Muito fixes essa fotos so espera que este inverno possa ver neve aqui que a ultima vez que caiu foi a 26anos.... e eu nunca vi tenho 17


----------



## CMSAFF (12 Nov 2007 às 14:18)

*Re: Neve no Algarve - Janeiro de 2006*

Permite-me só uma pequena correcção a cota de Alcaria do Cume é de 525 mts de altitude e não de 585 mts.

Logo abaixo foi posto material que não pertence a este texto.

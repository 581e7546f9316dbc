//! store
//!
//! Abstraction over the remote version-control object store.
//!
//! # Modules
//!
//! - `traits`: Core [`ObjectStore`] trait and request/response types
//! - [`github`]: GitHub implementation using the git-data REST API
//! - [`mock`]: In-memory implementation for deterministic testing
//!
//! The builder depends only on the trait; which implementation backs it
//! is the caller's choice at construction time.

pub mod github;
pub mod mock;
mod traits;

pub use github::GitHubStore;
pub use traits::*;
//! content
//!
//! Staged file content and its blob wire encoding.
//!
//! Text content travels to the object store as-is with a `utf-8` encoding
//! marker. Binary content is base64-encoded and marked `base64`; the store
//! decodes it back to the original bytes when materializing the blob.
//!
//! # Example
//!
//! ```
//! use gitmason::content::{BlobEncoding, FileContent};
//!
//! let text = FileContent::from("hello\n");
//! assert_eq!(text.payload().encoding, BlobEncoding::Utf8);
//!
//! let binary = FileContent::from(vec![0u8, 159, 146, 150]);
//! let payload = binary.payload();
//! assert_eq!(payload.encoding, BlobEncoding::Base64);
//! assert_eq!(payload.content, "AJ+Slg==");
//! ```

use base64::engine::general_purpose::STANDARD as BASE64;
use base64::Engine;

/// Content staged for a single file path.
#[derive(Debug, Clone, PartialEq, Eq)]
pub enum FileContent {
    /// Textual content, submitted verbatim.
    Text(String),
    /// Binary content, base64-encoded on the wire.
    Binary(Vec<u8>),
}

impl FileContent {
    /// Encode the content into its blob creation payload.
    pub fn payload(&self) -> BlobPayload {
        match self {
            FileContent::Text(text) => BlobPayload {
                content: text.clone(),
                encoding: BlobEncoding::Utf8,
            },
            FileContent::Binary(bytes) => BlobPayload {
                content: BASE64.encode(bytes),
                encoding: BlobEncoding::Base64,
            },
        }
    }
}

impl Default for FileContent {
    /// Empty text content, for staging a file with no body.
    fn default() -> Self {
        FileContent::Text(String::new())
    }
}

impl From<&str> for FileContent {
    fn from(text: &str) -> Self {
        FileContent::Text(text.to_string())
    }
}

impl From<String> for FileContent {
    fn from(text: String) -> Self {
        FileContent::Text(text)
    }
}

impl From<Vec<u8>> for FileContent {
    fn from(bytes: Vec<u8>) -> Self {
        FileContent::Binary(bytes)
    }
}

impl From<&[u8]> for FileContent {
    fn from(bytes: &[u8]) -> Self {
        FileContent::Binary(bytes.to_vec())
    }
}

/// Wire payload for a blob creation call.
#[derive(Debug, Clone, PartialEq, Eq)]
pub struct BlobPayload {
    /// Content string, base64-encoded for binary blobs.
    pub content: String,
    /// Encoding marker the store uses to interpret `content`.
    pub encoding: BlobEncoding,
}

/// Blob content encoding marker.
#[derive(Debug, Clone, Copy, PartialEq, Eq)]
pub enum BlobEncoding {
    /// Plain UTF-8 text.
    Utf8,
    /// Base64-encoded bytes.
    Base64,
}

impl BlobEncoding {
    /// The marker string the object store expects.
    pub fn as_str(&self) -> &'static str {
        match self {
            BlobEncoding::Utf8 => "utf-8",
            BlobEncoding::Base64 => "base64",
        }
    }
}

Já agora eu já vi por aí fotos de Tavira desse mesmo nevão mas tiradas no próprio dia, quando tiver tempo perco uma tarde a pesquisar, vão ver que são brutais!


----------



## Brigantia (12 Nov 2007 às 21:55)

*Re: Neve no Algarve - Janeiro de 2006*

É assim mesmo pessoal do Algarve, boas fotos


----------



## algarvio1980 (13 Nov 2007 às 17:36)

*Re: Neve no Algarve - Janeiro de 2006*



Agreste disse:


> Não sei se vai chegar em condições mas em todo o caso aqui vai...
> 
> Esta é uma foto do "day after" da tal queda de neve em Faro de 1954. A maior parte da neve já derreteu mas bem lá ao fundo na Serra de Monte Figo ainda sobrou bastante. (Creditos: Tony - Blogue Absorto/A Defesa de Faro)

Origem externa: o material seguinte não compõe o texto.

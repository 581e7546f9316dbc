//! builder::queue
//!
//! The operation queue: one channel, one driver task, strict FIFO.
//!
//! Every mutating builder call sends one [`Op`]; the driver applies them
//! in arrival order against the single-writer [`BuilderState`], so an
//! operation starts only after the previous one finished. The first
//! failure becomes the queue's sticky terminal state: later operations
//! are skipped, and every flush probe observes a clone of that error.

use tokio::sync::{mpsc, oneshot};

use crate::content::FileContent;

use super::state::BuilderState;
use super::BuildError;

/// One queued unit of work.
#[derive(Debug)]
pub(crate) enum Op {
    SelectBranch {
        name: String,
    },
    Stage {
        path: String,
        content: FileContent,
    },
    Commit {
        message: String,
    },
    Push {
        ref_name: Option<String>,
    },
    /// Completion probe: reports `Ok` or the first failure once every
    /// previously queued op has settled.
    Flush {
        done: oneshot::Sender<Result<(), BuildError>>,
    },
}

/// Drive queued operations to completion.
///
/// Runs until every sender is dropped. Short-circuits after the first
/// failure: remaining mutating ops are skipped because they depend on
/// partially built state.
pub(crate) async fn drive(mut state: BuilderState, mut ops: mpsc::UnboundedReceiver<Op>) {
    let mut failure: Option<BuildError> = None;

    while let Some(op) = ops.recv().await {
        let result = match op {
            Op::Flush { done } => {
                let settled = match &failure {
                    Some(err) => Err(err.clone()),
                    None => Ok(()),
                };
                let _ = done.send(settled);
                continue;
            }
            _ if failure.is_some() => {
                tracing::debug!(?op, "skipping queued operation after earlier failure");
                continue;
            }
            Op::SelectBranch { name } => state.select_branch(name).await,
            Op::Stage { path, content } => {
                state.stage(path, content);
                Ok(())
            }
            Op::Commit { message } => state.commit(&message).await,
            Op::Push { ref_name } => state.push(ref_name.as_deref()).await,
        };

        if let Err(err) = result {
            tracing::debug!(error = %err, "queued operation failed; short-circuiting");
            failure = Some(err);
        }
    }
}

Bela foto esta com a Serra de Monte Figo (Cerro de São Miguel) toda de branco, belas fotos Agreste e a minha cidade era só ferraris

Já agora queria pedir aos moderadores para mudarem o nome do tópico, para Neve no Algarve, dado existir fotos de diferentes datas, assim não justifica o Janeiro de 2006. Obrigado.


----------



## Agreste (13 Nov 2007 às 19:41)

Cá esta a que não entrou no meio das outras...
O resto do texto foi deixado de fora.